THE prevailing view after the Headingley Test between England and Sri Lanka was that it was “men against boys”.
Geoffrey Boycott said so. Mark Arthur said so. Why, you probably said so yourself while trying to unsuccessfully flog your fourth day ticket on eBay.
England thrashed Sri Lanka by an innings and 88 runs in less than three days (less than two days if you consider that 82.4 overs were lost to the weather).
It was the proverbial mismatch in archetypal early-season English conditions.
Afterwards, Michael Vaughan likened the current series to “a Premier League football team playing a Division One team continually for five weeks”.
The former England captain said that Test cricket needs the best sides playing against each other more often to reduce the prospect of mismatches and to provide greater context.
Vaughan wants promotion and relegation, with three divisions of four teams playing each other home and away.
He believes the format needs greater meaning, with only the Ashes consistently drawing in the crowds.
Vaughan’s comments are timely as the International Cricket Council prepare to debate a restructuring of Test cricket at their annual conference, which will be held in Edinburgh at the end of June.

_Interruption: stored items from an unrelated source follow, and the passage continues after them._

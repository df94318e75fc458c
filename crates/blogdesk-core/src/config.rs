use serde::{Deserialize, Serialize};

fn default_collection() -> String {
    "blogs".to_string()
}

fn default_entry_view() -> String {
    "/login".to_string()
}

fn default_home_view() -> String {
    "/dashboard".to_string()
}

fn default_min_password_length() -> usize {
    8
}

/// Client configuration, read from `config.toml`.
///
/// Every field has a default, so an empty file is a valid configuration.
#[derive(Deserialize, Serialize, Debug, Clone, PartialEq, Eq)]
pub struct ClientConfig {
    /// Document-store collection holding posts
    #[serde(default = "default_collection")]
    pub collection: String,
    /// Unauthenticated entry view; guard redirects land here
    #[serde(default = "default_entry_view")]
    pub entry_view: String,
    /// View shown after sign-in
    #[serde(default = "default_home_view")]
    pub home_view: String,
    #[serde(default = "default_min_password_length")]
    pub min_password_length: usize,
}

impl Default for ClientConfig {
    fn default() -> Self {
        Self {
            collection: default_collection(),
            entry_view: default_entry_view(),
            home_view: default_home_view(),
            min_password_length: default_min_password_length(),
        }
    }
}

#[cfg(test)]
mod tests {
    use super::*;

    #[test]
    fn test_empty_toml_yields_defaults() {
        let config: ClientConfig = toml::from_str("").unwrap();
        assert_eq!(config, ClientConfig::default());
        assert_eq!(config.collection, "blogs");
        assert_eq!(config.min_password_length, 8);
    }

    #[test]
    fn test_partial_toml_overrides() {
        let config: ClientConfig = toml::from_str("collection = \"posts\"\n").unwrap();
        assert_eq!(config.collection, "posts");
        assert_eq!(config.entry_view, "/login");
    }
}
//! Application layer for BlogDesk.
//!
//! This crate provides the use cases the presentation layer calls, coordinating
//! the session monitor, route guards and content store from the core crate
//! with the infrastructure implementations.

pub mod account_usecase;
pub mod bootstrap;
pub mod dashboard_usecase;
pub mod notice;
pub mod tracing_layer;

pub use account_usecase::AccountUseCase;
pub use bootstrap::ClientBootstrap;
pub use dashboard_usecase::DashboardUseCase;
pub use notice::{Action, Notice, NoticeCallback, NoticeLevel};
pub use tracing_layer::{ClientEvent, ClientEventLayer, init_tracing};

The main proposal on the table is not quite the same as Vaughan’s, but the principle is similar in that the governing body are pushing the idea of promotion and relegation.
This would involve the creation of two divisions, with seven sides in Division One and five in Division Two.
It would involve First Division sides playing three home series and three away series every two years, and Division Two teams playing two home series and two away series every two years.
At the end of each two-year cycle, there would be a winner of the Test Championship and one team relegated to Division Two.
The top side in Division Two would be promoted and the bottom side relegated to the Intercontinental Cup, the competition for associate nations.
Any new structure would likely come into force once broadcasting deals have expired in 2019.
Previous attempts to reform the game in such ways have failed, however, with leading countries fearing less control of their schedules and lesser sides fearing relegation.
Personally, I have never been a fan of trying to provide context to Test cricket; after all, it seemed to work perfectly well without any for over 100 years.
At the same time, the landscape of cricket is changing with the spread of T20, and Test cricket is clearly under threat.
Whether this is the best way to preserve it remains to be seen, but all proposals need to be considered.
It has been suggested that countries could play additional series that did not count towards points in the two divisions, meaning that the Ashes would be preserved if England and Australia ever found themselves in different divisions. As ever, there are pros and cons, and one does not envy the ICC’s task.
One wonders, though, whether the die for Test cricket has already been cast.
For, as many of us feared, the best form of the game has been steadily submerged by what traditionalists believe is the worst form of the game.